Salah satu agama yang memiliki pengikut paling banyak dalam masyarakat Indonesia adalah agama Islam. Norma dan nilai yang ada dalam Islam telah melembaga dalam mayoritas masyarakat Indonesia seiring dengan dinamika kehidupan sosial budaya masyarakat Indonesia, sehingga terjadi inovasi kebudayaan di dalamnya.

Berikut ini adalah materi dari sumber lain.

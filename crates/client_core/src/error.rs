use thiserror::Error;

/// Which entry form an input error came from.
#[derive(Debug, Clone, Copy, PartialEq, Eq)]
pub enum FormKind {
    Teacher,
    Room,
    Class,
}

/// Errors surfaced to the user as a blocking alert. State is unchanged when
/// one of these is returned.
#[derive(Debug, Clone, PartialEq, Eq, Error)]
pub enum ConsoleError {
    #[error("missing required fields in {0:?} form")]
    MissingFields(FormKind),
    #[error("class form references unknown teacher '{0}'")]
    UnknownTeacher(String),
    #[error("teachers, rooms and classes must all be non-empty before solving")]
    MissingEntities,
}

impl ConsoleError {
    pub fn alert_text(&self) -> &'static str {
        match self {
            Self::MissingFields(FormKind::Teacher) => "Please fill in all fields",
            Self::MissingFields(FormKind::Room) => "Please enter room name",
            Self::MissingFields(FormKind::Class) => "Please fill in required fields",
            Self::UnknownTeacher(_) => "Please choose a listed teacher",
            Self::MissingEntities => "Please add teachers, rooms, and classes first.",
        }
    }
}

#[derive(Debug, Error)]
pub enum SolverError {
    #[error("invalid solver url '{url}': {source}")]
    InvalidUrl {
        url: String,
        source: url::ParseError,
    },
    #[error("solver request failed: {0}")]
    Transport(#[source] reqwest::Error),
    #[error("solver responded with status {0}")]
    Status(reqwest::StatusCode),
    #[error("malformed solver response: {0}")]
    Decode(#[source] reqwest::Error),
}
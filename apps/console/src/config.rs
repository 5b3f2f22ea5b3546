use std::{fs, path::Path, time::Duration};

use serde::Deserialize;

pub const DEFAULT_CONFIG_FILE: &str = "timetable.toml";

#[derive(Debug, Clone, PartialEq, Eq)]
pub struct Settings {
    pub solver_url: String,
    pub request_timeout_secs: Option<u64>,
    pub log_filter: String,
}

impl Default for Settings {
    fn default() -> Self {
        Self {
            solver_url: "http://127.0.0.1:8000/api/solve".into(),
            request_timeout_secs: None,
            log_filter: "info".into(),
        }
    }
}

impl Settings {
    pub fn request_timeout(&self) -> Option<Duration> {
        self.request_timeout_secs
            .filter(|secs| *secs > 0)
            .map(Duration::from_secs)
    }
}

#[derive(Debug, Default, Deserialize)]
struct FileSettings {
    solver_url: Option<String>,
    request_timeout_secs: Option<u64>,
    log_filter: Option<String>,
}

/// Defaults, then the config file (if readable), then the environment.
pub fn load_settings(config_path: &Path) -> Settings {
    let mut settings = Settings::default();

    if let Ok(raw) = fs::read_to_string(config_path) {
        apply_file_overrides(&mut settings, &raw);
    }
    apply_env_overrides(&mut settings, |key| std::env::var(key).ok());

    settings
}

/// A file that fails to parse leaves `settings` untouched.
pub fn apply_file_overrides(settings: &mut Settings, raw: &str) {
    let Ok(file_cfg) = toml::from_str::<FileSettings>(raw) else {
        return;
    };

    if let Some(v) = file_cfg.solver_url {
        settings.solver_url = v;
    }
    if let Some(v) = file_cfg.request_timeout_secs {
        settings.request_timeout_secs = Some(v);
    }
    if let Some(v) = file_cfg.log_filter {
        settings.log_filter = v;
    }
}

pub fn apply_env_overrides(settings: &mut Settings, lookup: impl Fn(&str) -> Option<String>) {
    if let Some(v) = lookup("SOLVER_URL") {
        settings.solver_url = v;
    }
    if let Some(v) = lookup("APP__SOLVER_URL") {
        settings.solver_url = v;
    }

    if let Some(v) = lookup("APP__REQUEST_TIMEOUT_SECS") {
        if let Ok(parsed) = v.parse::<u64>() {
            settings.request_timeout_secs = Some(parsed);
        }
    }

    if let Some(v) = lookup("APP__LOG_FILTER") {
        settings.log_filter = v;
    }
}

#[cfg(test)]
#[path = "tests/config_tests.rs"]
mod tests;
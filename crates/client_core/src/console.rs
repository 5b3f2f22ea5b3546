//! Console state: the entity store, entry forms, status line and the solve
//! request sequence, plus the UI actions that drive them.

use std::str::FromStr;

use serde::Serialize;
use shared::{
    domain::TimeSlot,
    protocol::{ScheduleEntry, SolveRequest, SolveResponse, SolveStatus},
};
use tracing::{debug, info, warn};

use crate::{
    error::{ConsoleError, SolverError},
    forms::Forms,
    slots::generate_time_slots,
    solver::SolverTransport,
    store::EntityStore,
    view::{
        render_class_list, render_room_list, render_schedule_grid, render_schedule_list,
        render_teacher_list, render_teacher_select, EntityRef, GridView, ListView,
        ScheduleListRow, SelectView,
    },
};

pub const STATUS_READY: &str = "Ready";
pub const STATUS_GENERATING: &str = "Generating...";
pub const STATUS_SOLVER_ERROR: &str = "Error calling solver";

#[derive(Debug, Clone, Copy, PartialEq, Eq, Default, Serialize)]
#[serde(rename_all = "snake_case")]
pub enum Tab {
    #[default]
    Teachers,
    Rooms,
    Classes,
    Schedule,
}

impl FromStr for Tab {
    type Err = String;

    fn from_str(s: &str) -> Result<Self, Self::Err> {
        match s.to_ascii_lowercase().as_str() {
            "teachers" => Ok(Self::Teachers),
            "rooms" => Ok(Self::Rooms),
            "classes" => Ok(Self::Classes),
            "schedule" => Ok(Self::Schedule),
            other => Err(format!("unknown tab '{other}'")),
        }
    }
}

#[derive(Debug, Clone, PartialEq, Eq)]
pub enum UiAction {
    AddTeacher,
    AddRoom,
    AddClass,
    Remove(EntityRef),
    SwitchTab(Tab),
    Generate,
}

impl UiAction {
    fn name(&self) -> &'static str {
        match self {
            UiAction::AddTeacher => "add_teacher",
            UiAction::AddRoom => "add_room",
            UiAction::AddClass => "add_class",
            UiAction::Remove(_) => "remove",
            UiAction::SwitchTab(_) => "switch_tab",
            UiAction::Generate => "generate",
        }
    }
}

#[derive(Debug)]
pub enum Dispatched {
    Applied,
    /// The caller owns the network call and reports back through
    /// [`Console::apply_solve_outcome`].
    SolveRequested(PendingSolve),
}

/// A solve request that has been issued but not yet answered.
#[derive(Debug, Clone)]
pub struct PendingSolve {
    pub seq: u64,
    pub request: SolveRequest,
}

#[derive(Debug, Clone, Copy, PartialEq, Eq)]
pub enum SolveApplied {
    Rendered,
    Failed,
    /// A newer request was issued after this one; the response was dropped.
    Superseded,
}

#[derive(Debug, Clone)]
struct Solution {
    status: SolveStatus,
    schedule: Vec<ScheduleEntry>,
    time_slots: Vec<TimeSlot>,
}

#[derive(Debug, Clone, Serialize)]
pub struct ConsoleView {
    pub active_tab: Tab,
    pub status: String,
    pub teachers: ListView,
    pub rooms: ListView,
    pub classes: ListView,
    pub teacher_select: SelectView,
    pub schedule_grid: Option<GridView>,
    pub schedule_list: Vec<ScheduleListRow>,
    pub has_solution: Option<bool>,
}

#[derive(Debug)]
pub struct Console {
    store: EntityStore,
    pub forms: Forms,
    status: String,
    active_tab: Tab,
    solution: Option<Solution>,
    last_seq: u64,
}

impl Default for Console {
    fn default() -> Self {
        Self::new()
    }
}

impl Console {
    pub fn new() -> Self {
        Self {
            store: EntityStore::new(),
            forms: Forms::default(),
            status: STATUS_READY.to_string(),
            active_tab: Tab::default(),
            solution: None,
            last_seq: 0,
        }
    }

    pub fn store(&self) -> &EntityStore {
        &self.store
    }

    pub fn status(&self) -> &str {
        &self.status
    }

    pub fn active_tab(&self) -> Tab {
        self.active_tab
    }

    /// Switching tabs never fails, so callers need not go through `dispatch`.
    pub fn switch_tab(&mut self, tab: Tab) {
        debug!(?tab, "switching tab");
        self.active_tab = tab;
    }

    pub fn dispatch(&mut self, action: UiAction) -> Result<Dispatched, ConsoleError> {
        debug!(action = action.name(), "dispatching ui action");
        match action {
            UiAction::AddTeacher => {
                self.forms.teacher.submit(&mut self.store)?;
            }
            UiAction::AddRoom => {
                self.forms.room.submit(&mut self.store)?;
            }
            UiAction::AddClass => {
                self.forms.class.submit(&mut self.store)?;
            }
            UiAction::Remove(EntityRef::Teacher(id)) => {
                self.store.remove_teacher(&id);
            }
            UiAction::Remove(EntityRef::Room(id)) => {
                self.store.remove_room(&id);
            }
            UiAction::Remove(EntityRef::Class(id)) => {
                self.store.remove_class(&id);
            }
            UiAction::SwitchTab(tab) => self.switch_tab(tab),
            UiAction::Generate => return self.begin_generate().map(Dispatched::SolveRequested),
        }
        Ok(Dispatched::Applied)
    }

    /// Snapshots the store with a fresh week of slots and marks the request
    /// as the latest one. Leaves the status untouched when a collection is
    /// empty.
    pub fn begin_generate(&mut self) -> Result<PendingSolve, ConsoleError> {
        if !self.store.is_solvable() {
            return Err(ConsoleError::MissingEntities);
        }

        self.last_seq += 1;
        self.status = STATUS_GENERATING.to_string();
        let request = SolveRequest {
            teachers: self.store.teachers().to_vec(),
            rooms: self.store.rooms().to_vec(),
            classes: self.store.classes().to_vec(),
            time_slots: generate_time_slots(),
        };
        info!(seq = self.last_seq, "solve request issued");
        Ok(PendingSolve {
            seq: self.last_seq,
            request,
        })
    }

    pub fn apply_solve_outcome(
        &mut self,
        pending: PendingSolve,
        outcome: Result<SolveResponse, SolverError>,
    ) -> SolveApplied {
        if pending.seq != self.last_seq {
            warn!(
                seq = pending.seq,
                latest = self.last_seq,
                "discarding superseded solve response"
            );
            return SolveApplied::Superseded;
        }

        match outcome {
            Ok(response) => {
                self.status = format!("Status: {}", response.status);
                self.solution = Some(Solution {
                    status: response.solve_status(),
                    schedule: response.schedule,
                    time_slots: pending.request.time_slots,
                });
                SolveApplied::Rendered
            }
            Err(err) => {
                warn!(seq = pending.seq, error = %err, "solve request failed");
                self.status = STATUS_SOLVER_ERROR.to_string();
                SolveApplied::Failed
            }
        }
    }

    /// Issue, await and apply a single solve request.
    pub async fn generate_schedule(
        &mut self,
        transport: &dyn SolverTransport,
    ) -> Result<SolveApplied, ConsoleError> {
        let pending = self.begin_generate()?;
        let outcome = transport.solve(&pending.request).await;
        Ok(self.apply_solve_outcome(pending, outcome))
    }

    pub fn schedule_grid(&self) -> Option<GridView> {
        self.solution
            .as_ref()
            .map(|s| render_schedule_grid(&self.store, &s.schedule, &s.time_slots))
    }

    pub fn view(&self) -> ConsoleView {
        let schedule_list = self
            .solution
            .as_ref()
            .map(|s| render_schedule_list(&self.store, &s.schedule, &s.time_slots))
            .unwrap_or_default();
        ConsoleView {
            active_tab: self.active_tab,
            status: self.status.clone(),
            teachers: render_teacher_list(&self.store),
            rooms: render_room_list(&self.store),
            classes: render_class_list(&self.store),
            teacher_select: render_teacher_select(&self.store),
            schedule_grid: self.schedule_grid(),
            schedule_list,
            has_solution: self.solution.as_ref().map(|s| s.status.has_solution()),
        }
    }
}

#[cfg(test)]
#[path = "tests/console_tests.rs"]
mod tests;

Sistem nilai dalam Islam menghendaki pengikutnya untuk meyakini Hari Raya Idul Fitri sebagai hari kemenangan. Hari raya idul fitri jatuh setiap tanggal 1 syawal Hijriyah dalam sistem kalender Qomariyah. Sampai saat ini, tradisi Idul Fitri telah menjadi satu tradisi yang begitu besar. Di Indonesia, tradisi ini kemudian disebut tradisi lebaran yang salah satunya dimanfaatkan sebagai kesempatan untuk berkumpul bersama keluarga. Lebaran kemudian telah menjadi tradisi yang berdimensi sosial. Setidaknya ini tergambarkan dari tradisi mudik dan halal bihalal dalam masyarakat Islam indonesia. menurut Suseno (2007), Tradisi mudik yang mengiringi Idul Fitri sebenarnya merupakan refleksi kerinduan terhadap daerah tempat dilahirkan dan dibesarkan. Lebih dari itu juga merefleksikan keinginan ber-silaturahmi serta berkumpul bersama saudara dan handai taulan, serta motivasi lain semisal ingin menunjukkan keberhasilan hidup di kota. Itu menjadi faktor pendorong dan alasan bagi masyarakat untuk pulang kampung. Bayangan kegembiraan akan merayakan hari kemenangan setelah sebulan berpuasa, keriangan akan bertemu dengan sanak keluarga dan sahabat, serta kekhidmatan mencium kembali kampung halaman bisa menghapus kesulitan dan hiruk-pikuknya suasana yang terjadi. Fenomena silaturahmi ini kemudian dinamakan halal bihalal dimana masyarakat satu sama lain saling meminta dan memberikan maaf.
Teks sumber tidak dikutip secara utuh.